DATA RECORDS START

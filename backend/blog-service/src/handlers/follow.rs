use actix_web::{web, HttpResponse};

use super::redirect;
use crate::error::Result;
use crate::middleware::Viewer;
use crate::AppState;

pub async fn profile_follow(
    state: web::Data<AppState>,
    viewer: Viewer,
    username: web::Path<String>,
) -> Result<HttpResponse> {
    let result = state.follows().follow(viewer.user(), &username).await?;
    Ok(redirect(&result.redirect.location()))
}

pub async fn profile_unfollow(
    state: web::Data<AppState>,
    viewer: Viewer,
    username: web::Path<String>,
) -> Result<HttpResponse> {
    let result = state.follows().unfollow(viewer.user(), &username).await?;
    Ok(redirect(&result.redirect.location()))
}
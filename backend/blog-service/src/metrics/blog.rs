use lazy_static::lazy_static;
use prometheus::{
    register_histogram_vec, register_int_counter_vec, HistogramVec, IntCounterVec,
};

lazy_static! {
    /// Index page cache events (hit/miss/write/clear/error).
    pub static ref PAGE_CACHE_EVENTS: IntCounterVec = register_int_counter_vec!(
        "blog_page_cache_events_total",
        "Index page cache events segmented by outcome",
        &["event"]
    )
    .expect("failed to register blog_page_cache_events_total");

    /// Writes to posts, comments and follows segmented by kind and outcome.
    pub static ref MUTATIONS_TOTAL: IntCounterVec = register_int_counter_vec!(
        "blog_mutations_total",
        "Blog mutations segmented by kind and outcome",
        &["kind", "outcome"]
    )
    .expect("failed to register blog_mutations_total");

    /// HTTP request duration by method, route pattern and status class.
    pub static ref HTTP_REQUEST_DURATION_SECONDS: HistogramVec = register_histogram_vec!(
        "blog_http_request_duration_seconds",
        "HTTP request duration segmented by route and status",
        &["method", "route", "status"]
    )
    .expect("failed to register blog_http_request_duration_seconds");
}

pub fn record_cache_event(event: &str) {
    PAGE_CACHE_EVENTS.with_label_values(&[event]).inc();
}

pub fn record_mutation(kind: &str, outcome: &str) {
    MUTATIONS_TOTAL.with_label_values(&[kind, outcome]).inc();
}
use std::sync::Arc;
use tracing::{debug, info};

use super::RedirectTarget;
use crate::db::BlogRepository;
use crate::error::{AppError, Result};
use crate::metrics::blog::record_mutation;
use crate::middleware::{can_follow, login_redirect_url, require_auth, AuthUser, FollowDecision};
use crate::models::User;

#[derive(Debug, Clone, Copy, PartialEq, Eq)]
pub enum FollowOutcome {
    Created,
    AlreadyFollowing,
    /// Self-follow attempts are refused quietly; no edge is written.
    SelfFollowRejected,
    Removed,
    NotFollowing,
}

#[derive(Debug, Clone, PartialEq, Eq)]
pub struct FollowResult {
    pub outcome: FollowOutcome,
    pub redirect: RedirectTarget,
}

/// Follow / unfollow edges between users. Both operations are idempotent.
#[derive(Clone)]
pub struct FollowService {
    repo: Arc<dyn BlogRepository>,
    login_url: String,
}

impl FollowService {
    pub fn new(repo: Arc<dyn BlogRepository>, login_url: impl Into<String>) -> Self {
        Self {
            repo,
            login_url: login_url.into(),
        }
    }

    async fn find_author(&self, username: &str) -> Result<User> {
        self.repo
            .find_user_by_username(username)
            .await?
            .ok_or_else(|| AppError::NotFound(format!("user '{}'", username)))
    }

    pub async fn follow(&self, viewer: Option<&AuthUser>, username: &str) -> Result<FollowResult> {
        let author = self.find_author(username).await?;

        let acting_user = match (can_follow(viewer, &author), viewer) {
            (FollowDecision::Allow, Some(user)) => user,
            (FollowDecision::RejectSelf, _) => {
                record_mutation("follow", "self_rejected");
                debug!(user = %author.username, "Self-follow refused");
                return Ok(FollowResult {
                    outcome: FollowOutcome::SelfFollowRejected,
                    redirect: RedirectTarget::Profile(author.username),
                });
            }
            _ => {
                return Err(AppError::RequireAuth {
                    location: login_redirect_url(
                        &self.login_url,
                        &format!("/profile/{}/follow/", username),
                    ),
                })
            }
        };

        // The unique constraint backs this check; a racing duplicate insert is a no-op
        let created = !self.repo.is_following(acting_user.id, author.id).await?
            && self.repo.create_follow(acting_user.id, author.id).await?;

        let outcome = if created {
            record_mutation("follow", "created");
            info!(
                follower = %acting_user.username,
                author = %author.username,
                "Follow created"
            );
            FollowOutcome::Created
        } else {
            record_mutation("follow", "already_following");
            FollowOutcome::AlreadyFollowing
        };

        Ok(FollowResult {
            outcome,
            redirect: RedirectTarget::Profile(author.username),
        })
    }

    pub async fn unfollow(
        &self,
        viewer: Option<&AuthUser>,
        username: &str,
    ) -> Result<FollowResult> {
        let author = self.find_author(username).await?;
        let acting_user = require_auth(
            viewer,
            &self.login_url,
            &format!("/profile/{}/unfollow/", username),
        )?;

        let outcome = if self.repo.delete_follow(acting_user.id, author.id).await? {
            record_mutation("unfollow", "removed");
            info!(
                follower = %acting_user.username,
                author = %author.username,
                "Follow removed"
            );
            FollowOutcome::Removed
        } else {
            record_mutation("unfollow", "not_following");
            FollowOutcome::NotFollowing
        };

        Ok(FollowResult {
            outcome,
            redirect: RedirectTarget::Profile(author.username),
        })
    }
}

#[cfg(test)]
mod tests {
    use super::*;
    use crate::db::InMemoryBlogRepository;

    async fn setup() -> (Arc<InMemoryBlogRepository>, FollowService, AuthUser, User) {
        let repo = Arc::new(InMemoryBlogRepository::new());
        let fan = repo.create_user("fan").await.unwrap();
        let author = repo.create_user("author").await.unwrap();
        let service = FollowService::new(repo.clone(), "/auth/login/");
        let fan = AuthUser {
            id: fan.id,
            username: fan.username,
        };
        (repo, service, fan, author)
    }

    #[tokio::test]
    async fn self_follow_is_refused_and_redirects_home() {
        let (repo, service, fan, _) = setup().await;

        let result = service.follow(Some(&fan), "fan").await.unwrap();

        assert_eq!(result.outcome, FollowOutcome::SelfFollowRejected);
        assert_eq!(result.redirect, RedirectTarget::Profile("fan".into()));
        assert!(!repo.is_following(fan.id, fan.id).await.unwrap());
    }

    #[tokio::test]
    async fn repeated_follow_creates_a_single_edge() {
        let (repo, service, fan, author) = setup().await;

        let first = service.follow(Some(&fan), "author").await.unwrap();
        let second = service.follow(Some(&fan), "author").await.unwrap();

        assert_eq!(first.outcome, FollowOutcome::Created);
        assert_eq!(second.outcome, FollowOutcome::AlreadyFollowing);
        assert_eq!(second.redirect, RedirectTarget::Profile("author".into()));
        assert!(repo.is_following(fan.id, author.id).await.unwrap());
        assert!(repo.delete_follow(fan.id, author.id).await.unwrap());
        assert!(!repo.is_following(fan.id, author.id).await.unwrap());
    }

    #[tokio::test]
    async fn unfollow_without_edge_is_a_no_op() {
        let (_, service, fan, _) = setup().await;

        let result = service.unfollow(Some(&fan), "author").await.unwrap();
        assert_eq!(result.outcome, FollowOutcome::NotFollowing);
        assert_eq!(result.redirect, RedirectTarget::Profile("author".into()));
    }

    #[tokio::test]
    async fn anonymous_follow_requires_login() {
        let (_, service, _, _) = setup().await;

        match service.follow(None, "author").await.unwrap_err() {
            AppError::RequireAuth { location } => {
                assert_eq!(location, "/auth/login/?next=/profile/author/follow/")
            }
            other => panic!("unexpected error: {other:?}"),
        }
    }

    #[tokio::test]
    async fn unknown_target_is_not_found() {
        let (_, service, fan, _) = setup().await;
        assert!(matches!(
            service.follow(Some(&fan), "ghost").await,
            Err(AppError::NotFound(_))
        ));
        assert!(matches!(
            service.unfollow(Some(&fan), "ghost").await,
            Err(AppError::NotFound(_))
        ));
    }
}
//! Prometheus metrics for blog-service.
//!
//! Exposes page-cache, mutation and HTTP collectors and an HTTP handler for the `/metrics`
//! endpoint.

use actix_web::HttpResponse;
use prometheus::{Encoder, TextEncoder};

pub mod blog;

/// Actix handler that renders Prometheus metrics in text format.
pub async fn serve_metrics() -> HttpResponse {
    let encoder = TextEncoder::new();
    let metric_families = prometheus::gather();

    let mut buffer = Vec::new();
    if let Err(err) = encoder.encode(&metric_families, &mut buffer) {
        return HttpResponse::InternalServerError().body(err.to_string());
    }

    HttpResponse::Ok()
        .content_type(encoder.format_type())
        .body(buffer)
}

DATA RECORDS END

*YOUR TASK*
Throughout the material above, report each line holding the word "failed".

*ANSWER TO THIS PROBLEM*
    .expect("failed to register blog_page_cache_events_total");
    .expect("failed to register blog_mutations_total");
    .expect("failed to register blog_http_request_duration_seconds");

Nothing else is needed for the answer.